2.0.0 alpha 2: Producing Productive Producers.

Pre-release
Pre-release
Compare
Choose a tag to compare
@andersio andersio released this 09 Jun 21:46
· 590 commits to master since this release

This is the second alpha release of ReactiveSwift 2.0. It targets Swift 3.1 with preliminary support of Swift 3.2 and Swift 4.0.

Highlights

  1. The performance of SignalProducer has been improved significantly. (#140, kudos to @andersio)

    All lifted SignalProducer operators no longer yield an extra Signal. As a result, the calling overhead of event delivery is generally reduced proportionally to the level of chaining of lifted operators.

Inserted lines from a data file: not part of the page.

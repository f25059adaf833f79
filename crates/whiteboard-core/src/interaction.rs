//! Pointer and keyboard interaction: drag, resize and in-place text editing.
//!
//! The coordinator turns raw input into store operations. Drags and resizes
//! stream position/size updates without touching history and commit exactly
//! once when the pointer is released.

use crate::handles::{HANDLE_HIT_TOLERANCE, ResizeHandle, ResizeOrigin, apply_resize, hit_test_handle};
use crate::items::ItemId;
use crate::shortcuts::{Command, Modifiers, ShortcutRegistry};
use crate::whiteboard::Whiteboard;
use kurbo::{Point, Vec2};
use std::time::Duration;

// Use web_time for WASM compatibility
#[cfg(target_arch = "wasm32")]
use web_time::Instant;
#[cfg(not(target_arch = "wasm32"))]
use std::time::Instant;

/// Pointer gesture in progress.
#[derive(Debug, Clone, PartialEq, Default)]
pub enum Interaction {
    #[default]
    Idle,
    Dragging {
        id: ItemId,
        /// Pointer position relative to the item's top-left corner.
        offset: Vec2,
    },
    Resizing {
        id: ItemId,
        handle: ResizeHandle,
        origin: ResizeOrigin,
        start_pointer: Point,
    },
}

impl Interaction {
    /// Item targeted by the gesture, if any.
    pub fn target(&self) -> Option<&ItemId> {
        match self {
            Interaction::Idle => None,
            Interaction::Dragging { id, .. } | Interaction::Resizing { id, .. } => Some(id),
        }
    }

    pub fn is_idle(&self) -> bool {
        matches!(self, Interaction::Idle)
    }
}

/// In-place text edit of one item.
#[derive(Debug, Clone, PartialEq)]
pub struct EditSession {
    pub id: ItemId,
    /// Text typed so far; written to the item on commit.
    pub buffer: String,
}

/// Remembers the last press so a second press on the same target can be
/// recognized as a double-click.
#[derive(Debug, Clone, Default)]
struct ClickTracker {
    last: Option<(ItemId, Instant)>,
}

impl ClickTracker {
    fn register(&mut self, id: &ItemId, now: Instant, window: Duration) -> bool {
        let is_double = matches!(
            &self.last,
            Some((last_id, at)) if last_id == id && now.saturating_duration_since(*at) < window
        );
        // A third press starts a new sequence.
        self.last = if is_double {
            None
        } else {
            Some((id.clone(), now))
        };
        is_double
    }
}

/// Result of a pointer press.
#[derive(Debug, Clone, PartialEq)]
pub enum PointerDown {
    /// The press was ignored (busy, stale target, or already editing it).
    Ignored,
    /// Empty canvas was pressed; the selection was cleared.
    Background,
    DragStarted(ItemId),
    ResizeStarted(ItemId, ResizeHandle),
    /// The press completed a double-click and opened the text editor.
    EditStarted(ItemId),
}

/// Drives the drag/resize/edit state machine on top of a [`Whiteboard`].
#[derive(Debug, Clone, Default)]
pub struct InteractionCoordinator {
    interaction: Interaction,
    editing: Option<EditSession>,
    clicks: ClickTracker,
}

impl InteractionCoordinator {
    pub fn new() -> Self {
        Self::default()
    }

    pub fn interaction(&self) -> &Interaction {
        &self.interaction
    }

    pub fn editing(&self) -> Option<&EditSession> {
        self.editing.as_ref()
    }

    pub fn is_editing(&self, id: &ItemId) -> bool {
        self.editing.as_ref().is_some_and(|edit| &edit.id == id)
    }

    /// Drop gestures and edits whose item no longer exists.
    fn sync(&mut self, wb: &mut Whiteboard) {
        let target_gone = self
            .interaction
            .target()
            .is_some_and(|id| !wb.state().contains(id));
        if target_gone {
            log::debug!("Interaction target vanished, returning to idle");
            self.abort(wb);
        }
        let edit_gone = self
            .editing
            .as_ref()
            .is_some_and(|edit| !wb.state().contains(&edit.id));
        if edit_gone {
            log::debug!("Edited item vanished, discarding edit");
            self.editing = None;
        }
    }

    /// End the current gesture without committing it.
    fn abort(&mut self, wb: &mut Whiteboard) {
        match std::mem::take(&mut self.interaction) {
            Interaction::Idle => {}
            Interaction::Dragging { .. } => wb.set_dragging(false),
            Interaction::Resizing { .. } => wb.set_resizing(false, None),
        }
    }

    /// Abort any gesture and discard any edit. Nothing is committed.
    pub fn reset(&mut self, wb: &mut Whiteboard) {
        self.abort(wb);
        self.editing = None;
    }

    // --- Pointer ---

    /// Press on item `id` at canvas position `pointer`.
    pub fn pointer_down(&mut self, wb: &mut Whiteboard, id: &ItemId, pointer: Point, now: Instant) -> PointerDown {
        self.sync(wb);
        if !self.interaction.is_idle() || self.is_editing(id) {
            return PointerDown::Ignored;
        }
        let Some(position) = wb.state().get_item(id).map(|item| item.position) else {
            log::debug!("pointer_down: unknown item {}", id);
            return PointerDown::Ignored;
        };

        let window = Duration::from_millis(wb.config().double_click_ms);
        if self.clicks.register(id, now, window) {
            self.begin_edit(wb, id);
            return PointerDown::EditStarted(id.clone());
        }

        // Pressing another item blurs the editor, which saves it.
        if self.editing.is_some() {
            self.commit_edit(wb);
        }

        wb.select_item(Some(id));
        self.interaction = Interaction::Dragging {
            id: id.clone(),
            offset: pointer - position,
        };
        wb.set_dragging(true);
        PointerDown::DragStarted(id.clone())
    }

    /// Press at a canvas position: resize handles of the selected item win,
    /// then the topmost item under the pointer, then the background.
    pub fn pointer_down_at(&mut self, wb: &mut Whiteboard, pointer: Point, now: Instant) -> PointerDown {
        self.sync(wb);
        if !self.interaction.is_idle() {
            return PointerDown::Ignored;
        }

        let handle_hit = wb.state().selected_item().and_then(|item| {
            if !item.kind.is_resizable() {
                return None;
            }
            hit_test_handle(item.bounds(), pointer, HANDLE_HIT_TOLERANCE)
                .map(|handle| (item.id().clone(), handle))
        });
        if let Some((id, handle)) = handle_hit {
            return if self.resize_start(wb, &id, handle, pointer) {
                PointerDown::ResizeStarted(id, handle)
            } else {
                PointerDown::Ignored
            };
        }

        let hit = wb.state().items_at_point(pointer).first().map(|item| item.id().clone());
        match hit {
            Some(id) => self.pointer_down(wb, &id, pointer, now),
            None => {
                if self.editing.is_some() {
                    self.commit_edit(wb);
                }
                wb.select_item(None);
                PointerDown::Background
            }
        }
    }

    /// Pointer moved. Returns true if an item was updated.
    pub fn pointer_move(&mut self, wb: &mut Whiteboard, pointer: Point) -> bool {
        self.sync(wb);
        match &self.interaction {
            Interaction::Idle => false,
            Interaction::Dragging { id, offset } => {
                wb.update_item_position(id, pointer - *offset);
                true
            }
            Interaction::Resizing {
                id,
                handle,
                origin,
                start_pointer,
            } => {
                let resizable = wb.state().get_item(id).is_some_and(|item| item.kind.is_resizable());
                if !resizable {
                    return false;
                }
                let min_size = wb.config().min_item_size;
                let (position, size) = apply_resize(*origin, *handle, pointer - *start_pointer, min_size);
                let id = id.clone();
                wb.update_item_position(&id, position);
                wb.update_item_size(&id, size);
                true
            }
        }
    }

    /// Pointer released. Ends a drag or resize with exactly one history
    /// commit. Returns true if a commit happened.
    pub fn pointer_up(&mut self, wb: &mut Whiteboard) -> bool {
        self.sync(wb);
        match std::mem::take(&mut self.interaction) {
            Interaction::Idle => false,
            Interaction::Dragging { id, .. } => {
                wb.set_dragging(false);
                wb.save_to_history();
                log::debug!("Drag of {} committed", id);
                true
            }
            Interaction::Resizing { id, .. } => {
                wb.set_resizing(false, None);
                wb.save_to_history();
                log::debug!("Resize of {} committed", id);
                true
            }
        }
    }

    /// Start resizing `id` from `handle`. Text items cannot be resized.
    /// An open edit is committed first.
    pub fn resize_start(&mut self, wb: &mut Whiteboard, id: &ItemId, handle: ResizeHandle, pointer: Point) -> bool {
        self.sync(wb);
        if !self.interaction.is_idle() {
            return false;
        }
        let Some(item) = wb.state().get_item(id) else {
            return false;
        };
        if !item.kind.is_resizable() {
            log::debug!("resize_start: {} items are not resizable", item.kind);
            return false;
        }
        let origin = ResizeOrigin {
            position: item.position,
            size: item.size,
        };

        // Grabbing a handle blurs the editor, which saves it.
        if self.editing.is_some() {
            self.commit_edit(wb);
        }

        wb.select_item(Some(id));
        self.interaction = Interaction::Resizing {
            id: id.clone(),
            handle,
            origin,
            start_pointer: pointer,
        };
        wb.set_resizing(true, Some(handle));
        true
    }

    // --- Editing ---

    /// Single click on an item. Shapes without a caption open the caption
    /// editor with an empty buffer.
    pub fn click(&mut self, wb: &mut Whiteboard, id: &ItemId) -> bool {
        self.sync(wb);
        if self.editing.is_some() || !self.interaction.is_idle() {
            return false;
        }
        let opens_caption = wb
            .state()
            .get_item(id)
            .is_some_and(|item| !item.kind.is_text_like() && !item.has_content());
        if opens_caption {
            self.editing = Some(EditSession {
                id: id.clone(),
                buffer: String::new(),
            });
        }
        opens_caption
    }

    /// Open the text editor on `id`, seeded with its current content.
    /// Refused while a drag or resize is in progress.
    pub fn begin_edit(&mut self, wb: &mut Whiteboard, id: &ItemId) -> bool {
        self.sync(wb);
        if !self.interaction.is_idle() {
            return false;
        }
        if self.is_editing(id) {
            return true;
        }
        let Some(content) = wb.state().get_item(id).map(|item| item.content.clone().unwrap_or_default()) else {
            return false;
        };
        if self.editing.is_some() {
            self.commit_edit(wb);
        }
        wb.select_item(Some(id));
        self.editing = Some(EditSession {
            id: id.clone(),
            buffer: content,
        });
        true
    }

    /// Replace the edit buffer. Ignored when not editing.
    pub fn edit_input(&mut self, text: impl Into<String>) {
        if let Some(edit) = &mut self.editing {
            edit.buffer = text.into();
        }
    }

    /// Write the buffer to the item and commit. Returns true if committed.
    pub fn commit_edit(&mut self, wb: &mut Whiteboard) -> bool {
        let Some(edit) = self.editing.take() else {
            return false;
        };
        if !wb.state().contains(&edit.id) {
            return false;
        }
        wb.update_item_content(&edit.id, edit.buffer);
        wb.save_to_history();
        true
    }

    /// Discard the buffer, leaving content unchanged.
    pub fn cancel_edit(&mut self) -> bool {
        self.editing.take().is_some()
    }

    // --- Keyboard ---

    /// Handle a key press. Returns true if the key was consumed.
    ///
    /// While editing only Escape and Enter are handled; everything else is
    /// text input for the editor.
    pub fn key_down(&mut self, wb: &mut Whiteboard, key: &str, modifiers: Modifiers) -> bool {
        self.sync(wb);
        let command = ShortcutRegistry::lookup(key, modifiers);

        if self.editing.is_some() {
            return match command {
                Some(Command::Cancel) => self.cancel_edit(),
                Some(Command::CommitEdit) => self.commit_edit(wb),
                _ => false,
            };
        }

        let Some(command) = command else {
            return false;
        };
        let selected = wb.state().selected_item_id().cloned();
        match command {
            Command::Cancel => {
                self.abort(wb);
                wb.select_item(None);
                true
            }
            Command::Delete => match selected {
                Some(id) => {
                    let deleted = wb.delete_item(&id);
                    self.sync(wb);
                    deleted
                }
                None => false,
            },
            Command::Undo => {
                let done = wb.undo();
                self.sync(wb);
                done
            }
            Command::Redo => {
                let done = wb.redo();
                self.sync(wb);
                done
            }
            Command::Copy => selected.is_some_and(|id| wb.copy_item(&id)),
            Command::Paste => {
                let position = wb.config().paste_position;
                wb.paste_item(position).is_some()
            }
            Command::CommitEdit => false,
        }
    }
}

  2. When composing Signal and SignalProducer of inhabitable types, e.g. Never or NoError,

    ReactiveSwift now warns about operators that are illogical to use, and traps at runtime when such operators attempt to instantiate an instance. (#429, kudos to @andersio)

Changes

  1. interrupted now respects observe(on:). (#140)

    When a produced Signal is interrupted, if observe(on:) is the last applied operator, interrupted would now be delivered on the Scheduler passed to observe(on:) just like other events.

  2. Feedbacks from isExecuting to the state of the same Action, including all enabledIf convenience initializers, no longer deadlocks. (#400, kudos to @andersio)

  3. MutableProperty now enforces exclusivity of access. (#419, kudos to @andersio)

    In other words, nested modification in MutableProperty.modify is now prohibited. Generally speaking, it should have extremely limited impact as in most cases the MutableProperty would have been deadlocked already.

Additions

  1. New operator: promoteValue. (#429)

  2. promoteError can now infer the new error type from the context. (#413, kudos to @andersio)

  3. In Swift 3.2 or later, you can use map() with the new Smart Key Paths. (#435, kudos to @sharplet)

  4. N-ary SignalProducer operators are now generic and accept any type that can be expressed as SignalProducer. (#410, kudos to @andersio)

    Types may conform to SignalProducerConvertible to be an eligible operand.